Naquela época, porém, outros fatores contribuíram para o resultado, como o cansaço de parte da população da política tradicional e o baixo comparecimento de eleitores progressistas, entre negros e jovens –o voto não é obrigatório nos EUA.
Neste ano, Trump é o presidente no cargo, sob uma pandemia que matou milhares e uma crise que deixou milhões de desempregados. A taxa de desemprego chegou a 14% durante a pandemia e, em agosto, caiu para 8,4%.
A economia era o principal trunfo de Trump no início do ano, quando os números eram bastante positivos. Agora, apesar de a recuperação ainda estar claudicante, a melhora dos índices de desemprego foi celebrada pelo presidente, que promete "um ano ainda melhor"para 2021.
Sua popularidade tem caído desde o início do ano, mas, nas últimas semanas, seu desempenho melhorou em alguns estados-chave.
Especialistas ressaltam que a confiabilidade das pesquisas pode variar, inclusive de acordo com o comparecimento do eleitorado, e não há dados conclusivos que mostrem que moderados votariam em Trump porque temem a violência, por exemplo. Mas Biden não quer arriscar.
Em 2016, Trump venceu no Colégio Eleitoral –sistema indireto que escolhe o presidente– por uma margem estreita na Pensilvânia, Michigan e Wisconsin, que ganhou novos holofotes agora com os protestos em Kenosha.
Na terça-feira (1º), Trump viajou à cidade e enalteceu policiais, anunciou o repasse de recursos para as forças de segurança e chamou os protestos de "terrorismo doméstico".
Dois dias depois, foi a vez de Biden fazer a cruzada para se contrapor ao presidente.
O democrata falou com Blake ao telefone e teve uma reunião reservada com seus familiares –que não se encontraram com Trump na visita do presidente.
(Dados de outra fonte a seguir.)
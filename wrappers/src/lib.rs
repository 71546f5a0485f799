//! Call-wrapper generation (§4.F): for every listed function, emit a
//! `lib_entry_<fn>` wrapper definition (source) and declaration (header)
//! that just forwards to the real function — used so a library's build
//! can expose a uniformly-named entry point even before a library-specific
//! rename prefix is applied.
//!
//! Grounded in `original_source/prebuild.py::build_call_wrappers`.

pub mod config;

use std::collections::BTreeSet;
use std::fs;

use diagnostics::SputnikError;
use log::{debug, info};

pub use config::{WrapperConfig, WrapperEntry};

const WRAPPER_PREFIX: &str = "lib_entry_";

/// Outcome of a `build_call_wrappers` run.
#[derive(Debug)]
pub struct WrapperReport {
    pub wrapped: Vec<String>,
    pub headers: Vec<String>,
}

/// Write the `wrappers.c` / `wrappers_header.h` pair described by
/// `config`. Matches the reference's file layout exactly: the `#include`
/// lines for every function's listed headers go into the *source* file
/// (the header file only ever gets the include guard and the forwarding
/// declarations).
pub fn build_call_wrappers(config: &WrapperConfig) -> Result<WrapperReport, SputnikError> {
    info!("start building call wrappers");

    let headers: BTreeSet<&str> = config
        .functions
        .iter()
        .flat_map(|f| f.headers.iter().map(String::as_str))
        .collect();

    let mut source = String::new();
    for header in &headers {
        source.push_str(&format!("#include <{header}>\n"));
    }
    source.push('\n');

    let mut header_file = String::new();
    header_file.push_str("#ifndef __CALL_WRAPPERS\n");
    header_file.push_str("#define __CALL_WRAPPERS\n\n");

    let mut wrapped = Vec::new();
    for entry in &config.functions {
        debug!("considering function {}", entry.function);

        let signature = sigmodel::function_signature(&entry.function, -1)?;
        let wrapper = signature.fork(format!("{WRAPPER_PREFIX}{}", entry.function));

        let call_args = wrapper
            .args
            .iter()
            .map(|a| a.name.clone())
            .collect::<Vec<_>>()
            .join(", ");
        let body = format!("return {}({call_args});", entry.function);
        let function = sigmodel::Function::new(wrapper.clone()).with_body(body);

        source.push_str(&function.definition());
        source.push_str("\n\n");

        header_file.push_str(&wrapper.declaration());
        header_file.push_str("\n\n");

        wrapped.push(entry.function.clone());
    }

    header_file.push_str("#endif\n");

    fs::write(&config.wrappers, source)?;
    fs::write(&config.wrappers_header, header_file)?;

    info!("call wrappers built finished");

    Ok(WrapperReport {
        wrapped,
        headers: headers.into_iter().map(str::to_string).collect(),
    })
}

#[cfg(test)]
mod tests {
    use super::*;

    fn config_in(dir: &std::path::Path) -> WrapperConfig {
        WrapperConfig {
            functions: vec![WrapperEntry {
                function: "isdigit".to_string(),
                headers: vec!["ctype.h".to_string()],
            }],
            wrappers: dir.join("wrappers.c"),
            wrappers_header: dir.join("wrappers_header.h"),
        }
    }

    #[test]
    fn wraps_single_function_and_forwards_call() {
        let tmp = tempfile::tempdir().unwrap();
        let config = config_in(tmp.path());

        let report = build_call_wrappers(&config).unwrap();
        assert_eq!(report.wrapped, vec!["isdigit".to_string()]);
        assert_eq!(report.headers, vec!["ctype.h".to_string()]);

        let source = std::fs::read_to_string(&config.wrappers).unwrap();
        assert!(source.contains("#include <ctype.h>"));
        assert!(source.contains("int lib_entry_isdigit(int c) {"));
        assert!(source.contains("return isdigit(c);"));

        let header = std::fs::read_to_string(&config.wrappers_header).unwrap();
        assert!(header.contains("#ifndef __CALL_WRAPPERS"));
        assert!(header.contains("int lib_entry_isdigit(int c);"));
        assert!(header.contains("#endif"));
    }

    #[test]
    fn dedupes_headers_across_functions() {
        let tmp = tempfile::tempdir().unwrap();
        let mut config = config_in(tmp.path());
        config.functions.push(WrapperEntry {
            function: "isalpha".to_string(),
            headers: vec!["ctype.h".to_string()],
        });

        let report = build_call_wrappers(&config).unwrap();
        assert_eq!(report.headers, vec!["ctype.h".to_string()]);
        assert_eq!(report.wrapped, vec!["isdigit".to_string(), "isalpha".to_string()]);
    }

    #[test]
    fn unknown_function_surfaces_man_page_lookup_error() {
        let tmp = tempfile::tempdir().unwrap();
        let config = WrapperConfig {
            functions: vec![WrapperEntry {
                function: "definitely_not_a_real_libc_function_xyz".to_string(),
                headers: vec![],
            }],
            wrappers: tmp.path().join("wrappers.c"),
            wrappers_header: tmp.path().join("wrappers_header.h"),
        };

        assert!(build_call_wrappers(&config).is_err());
    }

    #[test]
    fn wrapper_entry_defaults_headers_to_empty() {
        let json = r#"{"function": "isdigit"}"#;
        let entry: WrapperEntry = serde_json::from_str(json).unwrap();
        assert!(entry.headers.is_empty());
    }
}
Biden também conversou com lideranças comunitárias em uma igreja, equilibrando oportunidades e riscos de atestar sua promessa de unificar o país mesmo em tempos tão divisivos.
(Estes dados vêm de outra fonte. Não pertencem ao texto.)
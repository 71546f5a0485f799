//! Man-page fallback (§4.B): when a library's own header comment doesn't
//! give us a declaration for a function, shell out to `man -P cat 3 <fn>`
//! and recover the prototype from the SYNOPSIS section.
//!
//! Grounded in `original_source/sputnik/language.py`'s `function_signature`
//! / `function_signature_raw`, which run the same command and apply the
//! same two regexes.

use std::process::Command;

use diagnostics::SputnikError;
use regex::Regex;
use std::sync::OnceLock;

use crate::signature::Signature;

fn synopsis_line_re() -> &'static Regex {
    static RE: OnceLock<Regex> = OnceLock::new();
    RE.get_or_init(|| {
        Regex::new(r"(?m)^\s*((?:\w[\w ]*\*?\s+\**)\w+\s*\([^)]*\)\s*;)\s*$").unwrap()
    })
}

/// Run `man -P cat 3 <function>` and return its raw stdout.
pub fn man_page_raw(function: &str) -> Result<String, SputnikError> {
    let output = Command::new("man")
        .args(["-P", "cat", "3", function])
        .output()?;
    if !output.status.success() {
        return Err(SputnikError::ManPageLookup {
            function: function.to_string(),
        });
    }
    Ok(String::from_utf8_lossy(&output.stdout).into_owned())
}

/// Recover the first matching declaration line for `function` out of a raw
/// man page (or any other) block of text. A declaration may be wrapped
/// across a continuation line by `man`'s formatter; collapse all whitespace
/// (including embedded newlines) to a single space before matching, the
/// same way `language.py`'s `' '.join(l.strip() for l in content.split('\n'))`
/// does.
pub fn extract_declaration(page: &str, function: &str) -> Option<String> {
    synopsis_line_re()
        .captures_iter(page)
        .map(|c| c[1].split_whitespace().collect::<Vec<_>>().join(" "))
        .find(|line| line.contains(function))
}

/// Full fallback: look the function up via `man`, then parse the recovered
/// declaration into a `Signature`.
pub fn function_signature(function: &str, default_array_size: i64) -> Result<Signature, SputnikError> {
    let page = man_page_raw(function)?;
    let decl = extract_declaration(&page, function).ok_or_else(|| SputnikError::ManPageLookup {
        function: function.to_string(),
    })?;
    Signature::parse(&decl, default_array_size)
}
A equipe de Biden sabe que os protestos não são fonte certa de votos –ele tem dificuldade de conquistar eleitores jovens e negros, maioria nas ruas, mas conta com Obama, popular entre esses grupos, como principal cabo eleitoral.
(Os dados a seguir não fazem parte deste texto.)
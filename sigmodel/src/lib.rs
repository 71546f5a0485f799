//! C declaration signature model (§4.B): parse a function prototype, fork
//! it under a new name, and render it back out as a declaration, a
//! definition, or a bare call expression.
//!
//! Grounded in `original_source/sputnik/language.py`'s `Variable`,
//! `Signature`, and `Function` classes. The parser is hand-written with
//! `nom` combinators rather than a full C grammar, matching the scope of
//! the original: single-line, non-variadic, non-function-pointer
//! declarations only.

mod manpage;
mod parse;
mod signature;
mod variable;

pub use manpage::{extract_declaration, function_signature, man_page_raw};
pub use signature::{Function, Signature};
pub use variable::Variable;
O democrata aposta num grande arco anti-Trump para atrair de progressistas a moderados e avalia que o desafio aumentou com os protestos a partir de Wisconsin.
Assessores do presidente, por sua vez, dizem que, para ficar na Casa Branca, Trump pode perder em Michigan e na Pensilvânia (Biden lidera nos dois estados), contanto que leve Wisconsin e os outros estados onde venceu há quatro anos.
Numa eleição disputada em que é impossível dominar os fatos, avança uma casa quem controlar a narrativa.